2. Augmentez la température d'incubation pour la transcription inverse：

Afin de tirer pleinement parti du plein avantage de la spécificité GSP, une transcriptase inverse avec une thermostabilité plus élevée doit être utilisée.Les transcriptases inverses thermostables peuvent être incubées à des températures plus élevées pour augmenter la stringence de la réaction.Par exemple, si un GSP s'annele à 55°C, la spécificité du GSP ne sera pas pleinement utilisée si l'AMV ou le M-MLV est utilisé pour la transcription inverse à une faible stringence de 37°C.Cependant, SuperScript II et ThermoScript peuvent être mis à réagir à 50°C ou plus, ce qui éliminera les produits non spécifiques générés à des températures plus basses.Pour une spécificité maximale, le mélange ARN/amorce peut être transféré directement de la température de dénaturation de 65 °C à la température d'incubation de la transcription inverse et ajouté à un mélange réactionnel 2 x préchauffé (démarrage à chaud de la synthèse d'ADNc).Cela aide à empêcher l'appariement de bases intermoléculaires à basse température.Les multiples transitions de température requises pour la RT-PCR peuvent être simplifiées en utilisant un thermocycleur.

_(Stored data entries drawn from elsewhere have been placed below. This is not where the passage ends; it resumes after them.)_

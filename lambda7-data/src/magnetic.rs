//! Magnetic moments in nuclear magnetons
//!
//! Q > 0: μ = Nπ/9. Q ≤ 0: μ = N/π^k with k growing with strangeness.

use lambda7_core::MagneticMoment;

pub fn magnetic_moments() -> Vec<MagneticMoment> {
    vec![
        MagneticMoment::new("p", "Proton", "p", "p", 2.7928473508)
            .with_formula(8, -1, 9)
            .with_charge(1)
            .in_family("positive"),
        MagneticMoment::new("Sigma+", "Sigma+", "Σ⁺", r"\Sigma^+", 2.458)
            .with_formula(7, -1, 9)
            .with_charge(1)
            .with_strangeness(-1)
            .in_family("positive"),
        MagneticMoment::new("n", "Neutron", "n", "n", -1.9130427)
            .with_formula(-6, 1, 1)
            .in_family("6-chain"),
        MagneticMoment::new("Lambda", "Lambda", "Λ", r"\Lambda", -0.613)
            .with_formula(-6, 2, 1)
            .with_strangeness(-1)
            .in_family("6-chain"),
        MagneticMoment::new("Xi0", "Xi0", "Ξ⁰", r"\Xi^0", -1.250)
            .with_formula(-4, 1, 1)
            .with_strangeness(-2)
            .in_family("neutral"),
        MagneticMoment::new("Sigma-", "Sigma-", "Σ⁻", r"\Sigma^-", -1.160)
            .with_formula(-36, 3, 1)
            .with_charge(-1)
            .with_strangeness(-1)
            .in_family("6-chain"),
        MagneticMoment::new("Xi-", "Xi-", "Ξ⁻", r"\Xi^-", -0.6507)
            .with_formula(-20, 3, 1)
            .with_charge(-1)
            .with_strangeness(-2)
            .in_family("20-family"),
        MagneticMoment::new("Omega", "Omega", "Ω⁻", r"\Omega^-", -2.02)
            .with_formula(-20, 2, 1)
            .with_charge(-1)
            .with_strangeness(-3)
            .in_family("20-family"),
    ]
}

/// An integer that recurs as a moment numerator, with its q-calculus reading
#[derive(Debug, Clone, PartialEq, Eq)]
pub struct QTerm {
    pub n: i64,
    pub expression: &'static str,
    pub appears_in: &'static str,
}

pub fn q_vocabulary() -> Vec<QTerm> {
    let term = |n, expression, appears_in| QTerm { n, expression, appears_in };
    vec![
        term(4, r"\lfloor [2]_\pi \rfloor = \lfloor \pi + 1 \rfloor", r"\Xi^0"),
        term(6, r"\lfloor 2\pi \rfloor", r"n, \Lambda"),
        term(7, r"\lceil 2\pi \rceil", r"\Sigma^+"),
        term(8, r"\lfloor 2\pi \rfloor + 2", "p"),
        term(9, r"3^2 = \lfloor \pi^2 \rfloor", r"\text{denominator for } Q > 0"),
        term(20, r"2 \times \lceil \pi^2 \rceil = 4 \times 5", r"\Xi^-, \Omega^-"),
        term(36, r"6^2 = \lfloor 2\pi \rfloor^2", r"\Sigma^-"),
    ]
}

/// How a moment numerator relates to the particle's π⁵ mass coefficient.
/// Both numbers come from the registry tables; only the relation is stated.
#[derive(Debug, Clone, PartialEq, Eq)]
pub struct MassMuRelation {
    pub key: &'static str,
    pub relation: &'static str,
}

pub fn mass_vs_mu() -> Vec<MassMuRelation> {
    let rel = |key, relation| MassMuRelation { key, relation };
    vec![
        rel("p", r"\mu = m + 2"),
        rel("n", r"\mu = m"),
        rel("Lambda", r"\mu = m - 1 \text{ (inherits from n)}"),
        rel("Sigma+", r"\mu = m"),
        rel("Sigma-", r"\mu = 6^2"),
        rel("Omega", r"\mu = 2 \times \lceil \pi^2 \rceil"),
    ]
}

3. Réduit la contamination de l'ADN génomique：

Une difficulté potentielle rencontrée avec la RT-PCR est la contamination de l'ADN génomique dans l'ARN.L'utilisation d'une bonne méthode d'isolement de l'ARN, telle que le réactif Trizol, réduira la quantité d'ADN génomique contaminant la préparation d'ARN.Pour éviter les produits dérivés de l'ADN génomique, l'ARN peut être traité avec de la DNase I de qualité amplification pour éliminer l'ADN contaminant avant la transcription inverse.La digestion à la DNase I a été terminée en incubant les échantillons dans 2,0 mM d'EDTA pendant 10 minutes à 65°C.L'EDTA peut chélater les ions magnésium, empêchant l'hydrolyse de l'ARN dépendant des ions magnésium à des températures élevées.

Afin de séparer l'ADNc amplifié des produits d'amplification d'ADN génomique contaminants, des amorces peuvent être conçues qui s'hybrident chacune pour séparer les exons.Les produits de PCR dérivés de l'ADNc seront plus courts que ceux dérivés de l'ADN génomique contaminé.De plus, une expérience de contrôle sans transcription inverse a été réalisée sur chaque matrice d'ARN pour déterminer si un fragment donné était dérivé d'ADN génomique ou d'ADNc.Le produit de PCR obtenu sans transcription inverse est issu du génome.